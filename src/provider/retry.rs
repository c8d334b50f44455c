//! Retry policy for provider calls: exponential backoff, retryable-only.
//!
//! Only errors the provider classifies as retryable (5xx/429-equivalent,
//! transient network faults) are retried; everything else propagates on the
//! first attempt.

use crate::error::{ClerkError, Result};
use std::time::Duration;

/// Backoff configuration. Defaults mirror the reference client: 1s base,
/// doubled per attempt, capped at 4s, 3 attempts total.
#[derive(Debug, Clone, Copy)]
pub struct RetryPolicy {
    pub base_delay: Duration,
    pub max_delay: Duration,
    pub max_attempts: u32,
}

impl Default for RetryPolicy {
    fn default() -> Self {
        RetryPolicy {
            base_delay: Duration::from_secs(1),
            max_delay: Duration::from_secs(4),
            max_attempts: 3,
        }
    }
}

impl RetryPolicy {
    /// No sleeping; used by tests that only care about attempt counts.
    pub fn immediate(max_attempts: u32) -> Self {
        RetryPolicy {
            base_delay: Duration::ZERO,
            max_delay: Duration::ZERO,
            max_attempts,
        }
    }
}

/// Run `operation` under the policy. The final failure is returned verbatim
/// so callers still see the provider's message.
pub fn with_retry<T>(
    policy: &RetryPolicy,
    label: &str,
    mut operation: impl FnMut() -> Result<T>,
) -> Result<T> {
    let mut delay = policy.base_delay;
    let mut last_error: Option<ClerkError> = None;

    for attempt in 0..policy.max_attempts {
        match operation() {
            Ok(value) => return Ok(value),
            Err(err) => {
                if !err.is_retryable() || attempt + 1 == policy.max_attempts {
                    return Err(err);
                }
                tracing::warn!(
                    label,
                    attempt = attempt + 1,
                    max_attempts = policy.max_attempts,
                    error = %err,
                    "provider call failed, retrying"
                );
                last_error = Some(err);
                std::thread::sleep(delay);
                delay = (delay * 2).min(policy.max_delay);
            }
        }
    }

    // Unreachable for max_attempts >= 1; kept total for max_attempts == 0.
    Err(last_error
        .unwrap_or_else(|| ClerkError::provider_terminal(format!("{label}: no attempts made"))))
}

#[cfg(test)]
mod tests {
    use super::*;
    use std::cell::Cell;

    #[test]
    fn retryable_error_is_retried_until_success() {
        let calls = Cell::new(0u32);
        let result = with_retry(&RetryPolicy::immediate(3), "list", || {
            calls.set(calls.get() + 1);
            if calls.get() < 3 {
                Err(ClerkError::provider_retryable("503 backend flake"))
            } else {
                Ok(42)
            }
        });
        assert_eq!(result.unwrap(), 42);
        assert_eq!(calls.get(), 3);
    }

    #[test]
    fn terminal_error_propagates_immediately() {
        let calls = Cell::new(0u32);
        let result: Result<()> = with_retry(&RetryPolicy::immediate(3), "copy", || {
            calls.set(calls.get() + 1);
            Err(ClerkError::provider_terminal("403 forbidden"))
        });
        assert!(result.is_err());
        assert_eq!(calls.get(), 1);
    }

    #[test]
    fn validation_error_is_never_retried() {
        let calls = Cell::new(0u32);
        let result: Result<()> = with_retry(&RetryPolicy::immediate(3), "move", || {
            calls.set(calls.get() + 1);
            Err(ClerkError::validation("bad folder id"))
        });
        assert!(matches!(result, Err(ClerkError::Validation(_))));
        assert_eq!(calls.get(), 1);
    }

    #[test]
    fn attempts_are_bounded() {
        let calls = Cell::new(0u32);
        let result: Result<()> = with_retry(&RetryPolicy::immediate(3), "list", || {
            calls.set(calls.get() + 1);
            Err(ClerkError::provider_retryable("always down"))
        });
        assert!(result.is_err());
        assert_eq!(calls.get(), 3);
    }
}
────────────────────────────────────────
§ WHAT IS REQUIRED
A line qualifies when it holds the word "Self"; report all qualifying lines from the records above.

§ RESULT FOR THIS TASK
    fn default() -> Self {
    pub fn immediate(max_attempts: u32) -> Self {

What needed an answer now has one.